TheaterNetto announces winners

Dor Zweigenbom has won the NIS 5,000 Nissim Azikri Prize for his performance in ‘Why I Killed My Mother’

DOR ZWEIGENBOM in the autobiographical ‘Why I Killed My Mother’. (photo credit: GERAR ALON)
DOR ZWEIGENBOM in the autobiographical ‘Why I Killed My Mother’.
(photo credit: GERAR ALON)
Dor Zweigenbom was named Best Actor and winner of the NIS 5,000 Nissim Azikri Prize at the 2014 TheaterNetto monodrama festival for his performance in the autobiographical Why I Killed My Mother, which he also wrote.
Honorable Mention went to Adi Snir for her also autobiographical Chewing Bazooka in the Closet.
Mime and object theater enrich what the judges called Zweigenbom’s “roller-coaster ride” through the ambivalences of his relationship with his mother.
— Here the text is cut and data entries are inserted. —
//! Value object trait: equality by value, not identity.

/// Marker trait for value objects.
///
/// Value objects have **no identity**: they are defined entirely by their
/// attribute values and are immutable once built. To "modify" one, build a
/// new value.
///
/// - **Value Object**: `Money::from_cents(299_999)` equals any other
///   `Money::from_cents(299_999)`.
/// - **Entity**: a `Product` is identified by its `ProductId`.
///
/// The trait requires `Clone + PartialEq + Debug` so values can be copied
/// freely, compared by attributes, and logged.
pub trait ValueObject: Clone + PartialEq + core::fmt::Debug {}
A disciplined and virtuoso performer, Zweigenbom takes us through a fraught childhood with a controlling and selfish mother and an abusive stepfather.
We see the actor do battle with the anguished son, and neither loses control. He’s aided by imaginative computer animation and by Hanoch Re’im’s perceptive direction that keeps crisp what could so easily have become soggy.
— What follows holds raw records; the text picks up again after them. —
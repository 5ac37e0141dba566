//! Tracing and logging setup shared by the storefront binaries.

/// Initialize process-wide tracing/logging.
///
/// This is safe to call multiple times; subsequent calls become no-ops.
pub fn init() {
    tracing::init(tracing::LogFormat::from_env());
}

/// Tracing configuration (filters, output format).
pub mod tracing;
“From the first moment we want to hug her,” declared the judges of Adi Snir in her Chewing Bazooka, calling it “a courageous piece.” Well yes, and no. Surely Ms. Snir’s reasons for breaking with her ultra-Orthodox (haredi) hassidic upbringing and worship extend beyond gum, pop music, skimpy dresses and other expressions of the secular life, but these are what we mainly see.
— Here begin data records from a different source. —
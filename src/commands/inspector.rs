use crate::api::TunnelApi;
use crate::dashboard::{Dashboard, DashboardError, DashboardResult, ToastKind};
use crate::state::ActiveView;

impl<A: TunnelApi> Dashboard<A> {
    /// Change the active view. Returns true when the caller should fetch
    /// the inspector log right away.
    pub async fn switch_view(&self, view: ActiveView) -> bool {
        self.mutate(|state| {
            let entering_inspector = view == ActiveView::Inspector && state.view() != view;
            state.set_view(view);
            entering_inspector && state.session().is_authenticated()
        })
        .await
    }

    pub async fn select_log(&self, id: String) {
        self.mutate(|state| state.select_log(id)).await;
    }

    /// Re-send a captured request to the local service.
    pub async fn replay(&self, id: &str) -> DashboardResult<()> {
        let result = self.try_replay(id).await;
        self.settle(result, "Replay failed").await
    }

    async fn try_replay(&self, id: &str) -> DashboardResult<()> {
        let known = self.read(|state| state.inspector().get(id).is_some()).await;
        if !known {
            return Err(DashboardError::Validation(format!("Unknown request {}", id)));
        }

        log::info!("Command: replay {}", id);
        let response = self.api().replay(id).await?;

        let kind = if response.status_code < 400 {
            ToastKind::Success
        } else {
            ToastKind::Error
        };
        self.notify(
            format!("Replayed to {}: {}", response.replayed_to, response.status),
            kind,
        )
        .await;
        Ok(())
    }
}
There’s this 15-year-old, erstwhile cocooned in a loving family which now spurns her, living rough on the street with other outcasts, farmed out by the system to a patronizing and insensitive foster “mother,” who now begs the juvenile court judge she be responsible for herself.
The play’s most moving moments are those in which Snir interacts with and unceasingly longs for her family; the courage required to do what she knows will sunder her from that family is enormous. That Snir, who is not an actress, conveys so completely and with charm what is happening with her is due in no little to director Jonathan Tcherchi.
These are very personal plays, as were the other four plays I saw of the nine listed, and they explore our interior rather than our political landscape.
Dana Goldberg’s Esti of the Oranim uses the disastrous 2010 Carmel fire as a metaphor for a situation that overwhelms its protagonist to the point of nervous breakdown, and actress Odelia Segal meets the challenge. In As for the Bird Shlomi Bertonov does a masterly – an honorable mention wouldn’t have been amiss here – job of creating Mikey, a boy with Asperger’s Syndrome who’s desperate to belong. He’s trying to explain how a bird trapped in the sports hall got killed. All is set up and in order, but when that order goes south, Mikey must struggle to retain control.
Life in a Can, written and played by sweet-faced Liat Shabtai, uses varying sizes of tin cans as people and places to tell the story of CJ, a Filipina child whose efforts to find the class hamster gain her an unlikely friend. Here too the theme is needing to belong. The cans work wonderfully, the play not so much.
And in the episodic Lips to Lips, based on his short story by Vladimir Nabokov, clad in a neat brown three piece suit the urbane yet anxious Shalom Shmuelov as wannabe novelist Ilya Borisovitz gradually entangles his own persona with that of his fictional protagonist at the cost of their mutual self-respect. It’s neatly done and we believe him.
The festival took place at various Old Jaffa venues, and celebrating Shakespeare’s 450 birthday, students from the Performance Arts Academy offered excerpts from the plays on the Jaffa Theater plaza. The festival ran from April 17-19.